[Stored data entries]
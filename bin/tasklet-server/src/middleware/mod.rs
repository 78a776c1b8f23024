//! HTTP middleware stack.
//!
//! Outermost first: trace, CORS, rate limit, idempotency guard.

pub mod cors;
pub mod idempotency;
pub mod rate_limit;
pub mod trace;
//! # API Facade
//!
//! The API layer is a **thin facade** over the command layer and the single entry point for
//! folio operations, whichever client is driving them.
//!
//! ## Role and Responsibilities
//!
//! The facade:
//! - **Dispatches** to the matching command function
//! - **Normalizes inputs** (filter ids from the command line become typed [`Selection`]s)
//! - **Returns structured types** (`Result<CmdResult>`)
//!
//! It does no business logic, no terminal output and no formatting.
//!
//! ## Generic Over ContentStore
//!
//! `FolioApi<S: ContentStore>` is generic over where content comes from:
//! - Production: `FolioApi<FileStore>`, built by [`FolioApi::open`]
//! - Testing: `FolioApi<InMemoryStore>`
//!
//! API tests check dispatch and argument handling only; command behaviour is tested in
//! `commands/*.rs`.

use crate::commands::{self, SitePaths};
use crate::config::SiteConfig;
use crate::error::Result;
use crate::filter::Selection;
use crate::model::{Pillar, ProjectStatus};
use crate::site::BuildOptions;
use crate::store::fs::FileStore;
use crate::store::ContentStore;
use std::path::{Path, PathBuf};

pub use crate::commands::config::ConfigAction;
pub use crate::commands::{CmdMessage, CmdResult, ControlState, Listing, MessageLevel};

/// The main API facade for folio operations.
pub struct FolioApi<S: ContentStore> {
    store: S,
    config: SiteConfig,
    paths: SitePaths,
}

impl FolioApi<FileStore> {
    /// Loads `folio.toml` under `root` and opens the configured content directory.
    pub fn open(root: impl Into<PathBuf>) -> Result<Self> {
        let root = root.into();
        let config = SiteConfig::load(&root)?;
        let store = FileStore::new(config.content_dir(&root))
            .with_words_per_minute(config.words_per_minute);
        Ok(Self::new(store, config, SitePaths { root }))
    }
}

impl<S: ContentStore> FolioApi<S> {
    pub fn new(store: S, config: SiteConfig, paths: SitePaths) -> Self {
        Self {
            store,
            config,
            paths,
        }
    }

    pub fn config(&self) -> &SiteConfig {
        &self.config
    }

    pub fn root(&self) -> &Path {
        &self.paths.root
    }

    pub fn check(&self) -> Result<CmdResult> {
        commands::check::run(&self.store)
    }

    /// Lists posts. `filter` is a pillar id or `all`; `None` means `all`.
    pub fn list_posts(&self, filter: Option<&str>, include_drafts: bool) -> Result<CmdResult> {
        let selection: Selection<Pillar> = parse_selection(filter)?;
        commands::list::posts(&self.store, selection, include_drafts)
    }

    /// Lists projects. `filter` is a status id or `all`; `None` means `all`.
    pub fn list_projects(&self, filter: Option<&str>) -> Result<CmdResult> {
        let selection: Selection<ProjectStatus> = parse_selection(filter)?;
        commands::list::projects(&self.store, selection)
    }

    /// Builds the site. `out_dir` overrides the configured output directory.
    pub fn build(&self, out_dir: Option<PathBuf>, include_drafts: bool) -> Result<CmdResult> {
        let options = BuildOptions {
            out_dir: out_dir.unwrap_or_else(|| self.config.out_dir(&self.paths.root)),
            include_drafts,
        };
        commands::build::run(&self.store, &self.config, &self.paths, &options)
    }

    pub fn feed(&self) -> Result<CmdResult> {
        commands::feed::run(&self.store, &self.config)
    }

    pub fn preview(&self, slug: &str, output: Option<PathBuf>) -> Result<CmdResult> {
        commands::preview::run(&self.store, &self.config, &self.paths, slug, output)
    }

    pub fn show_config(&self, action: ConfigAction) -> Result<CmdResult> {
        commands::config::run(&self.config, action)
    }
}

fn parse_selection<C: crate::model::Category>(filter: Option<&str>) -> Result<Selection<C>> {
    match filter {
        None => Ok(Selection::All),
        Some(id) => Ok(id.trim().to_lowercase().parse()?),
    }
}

...

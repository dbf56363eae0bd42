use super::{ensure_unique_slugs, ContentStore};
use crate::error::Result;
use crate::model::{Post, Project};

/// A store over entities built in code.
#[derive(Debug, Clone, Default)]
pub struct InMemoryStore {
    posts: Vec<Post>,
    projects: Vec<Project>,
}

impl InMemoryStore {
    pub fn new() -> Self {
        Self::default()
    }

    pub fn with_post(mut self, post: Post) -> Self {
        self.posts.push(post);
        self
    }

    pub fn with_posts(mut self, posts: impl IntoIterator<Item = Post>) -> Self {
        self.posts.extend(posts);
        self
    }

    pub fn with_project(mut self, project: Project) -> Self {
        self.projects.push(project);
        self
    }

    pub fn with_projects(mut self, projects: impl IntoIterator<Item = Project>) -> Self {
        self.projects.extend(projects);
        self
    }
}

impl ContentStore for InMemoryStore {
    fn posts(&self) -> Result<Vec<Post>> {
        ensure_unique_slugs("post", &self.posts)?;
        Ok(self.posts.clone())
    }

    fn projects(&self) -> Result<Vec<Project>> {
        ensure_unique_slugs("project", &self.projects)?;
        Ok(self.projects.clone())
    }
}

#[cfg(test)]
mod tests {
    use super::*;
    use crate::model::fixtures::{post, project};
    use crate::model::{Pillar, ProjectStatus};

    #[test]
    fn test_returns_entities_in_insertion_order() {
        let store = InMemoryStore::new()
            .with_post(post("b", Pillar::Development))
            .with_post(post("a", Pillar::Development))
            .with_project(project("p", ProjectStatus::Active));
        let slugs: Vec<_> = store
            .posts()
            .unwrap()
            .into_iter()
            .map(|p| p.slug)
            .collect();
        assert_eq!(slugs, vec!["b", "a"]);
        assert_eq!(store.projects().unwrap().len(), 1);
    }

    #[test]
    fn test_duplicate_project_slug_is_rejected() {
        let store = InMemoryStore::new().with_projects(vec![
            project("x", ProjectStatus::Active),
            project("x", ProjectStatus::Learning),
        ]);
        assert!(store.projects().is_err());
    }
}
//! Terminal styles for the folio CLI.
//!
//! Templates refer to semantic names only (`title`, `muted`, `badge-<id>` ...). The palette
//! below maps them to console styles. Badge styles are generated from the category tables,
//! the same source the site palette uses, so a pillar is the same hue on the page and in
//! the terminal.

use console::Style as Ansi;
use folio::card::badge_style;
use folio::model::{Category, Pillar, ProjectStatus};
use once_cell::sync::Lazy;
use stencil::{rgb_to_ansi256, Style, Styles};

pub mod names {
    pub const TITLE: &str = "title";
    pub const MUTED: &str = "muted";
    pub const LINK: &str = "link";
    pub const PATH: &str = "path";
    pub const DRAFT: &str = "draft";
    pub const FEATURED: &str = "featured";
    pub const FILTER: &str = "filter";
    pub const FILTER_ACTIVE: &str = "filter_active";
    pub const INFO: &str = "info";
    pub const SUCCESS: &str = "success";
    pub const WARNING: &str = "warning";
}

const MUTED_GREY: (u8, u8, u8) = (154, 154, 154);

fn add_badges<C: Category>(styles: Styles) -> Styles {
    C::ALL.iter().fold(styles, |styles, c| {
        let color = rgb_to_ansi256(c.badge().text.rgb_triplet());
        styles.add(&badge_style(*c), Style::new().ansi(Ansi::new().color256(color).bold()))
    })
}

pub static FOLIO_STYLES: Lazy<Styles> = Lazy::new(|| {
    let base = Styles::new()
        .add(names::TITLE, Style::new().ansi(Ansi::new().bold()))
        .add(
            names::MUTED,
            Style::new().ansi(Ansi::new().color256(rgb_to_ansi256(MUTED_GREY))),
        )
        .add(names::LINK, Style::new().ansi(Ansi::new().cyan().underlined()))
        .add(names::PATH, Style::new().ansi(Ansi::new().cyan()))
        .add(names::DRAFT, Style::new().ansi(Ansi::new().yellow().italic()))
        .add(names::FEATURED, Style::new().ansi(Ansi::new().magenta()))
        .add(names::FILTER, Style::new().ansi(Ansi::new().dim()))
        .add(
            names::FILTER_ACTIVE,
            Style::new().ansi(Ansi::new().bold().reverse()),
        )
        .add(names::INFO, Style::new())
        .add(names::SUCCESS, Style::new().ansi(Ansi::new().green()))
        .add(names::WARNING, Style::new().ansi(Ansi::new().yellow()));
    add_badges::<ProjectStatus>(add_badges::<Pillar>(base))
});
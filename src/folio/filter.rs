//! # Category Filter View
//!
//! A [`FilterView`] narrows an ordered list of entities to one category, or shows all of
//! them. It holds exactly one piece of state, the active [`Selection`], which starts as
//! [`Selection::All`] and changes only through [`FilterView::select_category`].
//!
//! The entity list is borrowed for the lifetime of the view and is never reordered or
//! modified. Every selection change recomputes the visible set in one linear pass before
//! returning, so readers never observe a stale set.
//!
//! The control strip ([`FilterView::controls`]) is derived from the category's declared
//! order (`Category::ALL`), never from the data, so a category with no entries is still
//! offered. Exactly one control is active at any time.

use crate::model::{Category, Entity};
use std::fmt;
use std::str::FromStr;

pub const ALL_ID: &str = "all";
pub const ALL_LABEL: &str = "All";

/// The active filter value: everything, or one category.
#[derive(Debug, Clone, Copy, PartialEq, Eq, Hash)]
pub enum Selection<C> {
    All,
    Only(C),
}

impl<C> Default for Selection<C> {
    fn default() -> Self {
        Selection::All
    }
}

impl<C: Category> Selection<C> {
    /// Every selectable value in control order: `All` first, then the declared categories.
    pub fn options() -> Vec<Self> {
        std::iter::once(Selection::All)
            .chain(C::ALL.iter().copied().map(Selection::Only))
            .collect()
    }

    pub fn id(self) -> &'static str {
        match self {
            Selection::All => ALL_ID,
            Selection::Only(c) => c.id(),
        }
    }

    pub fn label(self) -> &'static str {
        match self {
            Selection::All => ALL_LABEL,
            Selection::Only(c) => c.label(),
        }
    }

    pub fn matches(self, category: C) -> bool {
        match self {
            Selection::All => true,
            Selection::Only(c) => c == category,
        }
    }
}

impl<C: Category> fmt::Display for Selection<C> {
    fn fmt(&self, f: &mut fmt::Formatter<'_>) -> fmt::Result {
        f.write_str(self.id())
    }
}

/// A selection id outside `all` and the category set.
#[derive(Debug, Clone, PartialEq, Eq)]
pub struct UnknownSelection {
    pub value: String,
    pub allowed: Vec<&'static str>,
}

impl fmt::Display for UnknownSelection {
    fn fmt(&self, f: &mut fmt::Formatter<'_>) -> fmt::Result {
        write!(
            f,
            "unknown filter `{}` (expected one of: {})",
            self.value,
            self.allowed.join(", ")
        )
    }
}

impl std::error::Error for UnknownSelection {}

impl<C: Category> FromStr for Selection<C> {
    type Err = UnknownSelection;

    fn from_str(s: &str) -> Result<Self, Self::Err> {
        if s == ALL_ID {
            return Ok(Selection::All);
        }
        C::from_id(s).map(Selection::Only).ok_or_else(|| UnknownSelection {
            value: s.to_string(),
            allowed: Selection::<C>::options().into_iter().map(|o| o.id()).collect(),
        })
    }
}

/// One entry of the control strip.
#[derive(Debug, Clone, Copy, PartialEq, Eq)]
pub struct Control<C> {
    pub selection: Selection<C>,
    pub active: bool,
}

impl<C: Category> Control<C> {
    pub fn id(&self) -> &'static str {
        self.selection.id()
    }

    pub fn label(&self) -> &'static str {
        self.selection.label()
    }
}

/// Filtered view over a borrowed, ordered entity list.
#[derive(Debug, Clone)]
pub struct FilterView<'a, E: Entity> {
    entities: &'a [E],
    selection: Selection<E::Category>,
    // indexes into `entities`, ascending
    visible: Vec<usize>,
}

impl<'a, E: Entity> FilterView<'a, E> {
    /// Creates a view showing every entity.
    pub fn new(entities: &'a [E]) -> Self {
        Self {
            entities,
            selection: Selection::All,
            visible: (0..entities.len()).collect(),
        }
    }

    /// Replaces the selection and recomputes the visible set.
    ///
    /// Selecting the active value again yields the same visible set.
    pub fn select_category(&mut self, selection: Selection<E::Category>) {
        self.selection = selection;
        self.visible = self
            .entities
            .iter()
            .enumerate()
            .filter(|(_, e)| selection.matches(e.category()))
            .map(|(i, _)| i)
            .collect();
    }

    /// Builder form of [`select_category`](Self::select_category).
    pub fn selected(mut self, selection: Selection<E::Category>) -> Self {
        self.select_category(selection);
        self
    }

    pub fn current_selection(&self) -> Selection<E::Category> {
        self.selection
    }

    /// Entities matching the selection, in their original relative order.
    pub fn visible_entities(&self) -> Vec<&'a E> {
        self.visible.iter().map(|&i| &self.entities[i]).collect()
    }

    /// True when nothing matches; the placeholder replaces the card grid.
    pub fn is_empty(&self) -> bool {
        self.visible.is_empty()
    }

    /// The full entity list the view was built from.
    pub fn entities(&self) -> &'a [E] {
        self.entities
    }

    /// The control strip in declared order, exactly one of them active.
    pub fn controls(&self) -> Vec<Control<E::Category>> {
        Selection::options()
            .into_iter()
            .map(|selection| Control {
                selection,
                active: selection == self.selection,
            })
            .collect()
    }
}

**Task goal:**
Filter the data for the string "borrowed". Copy each matching line.

**Response to this exercise:**
//! The entity list is borrowed for the lifetime of the view and is never reordered or
/// Filtered view over a borrowed, ordered entity list.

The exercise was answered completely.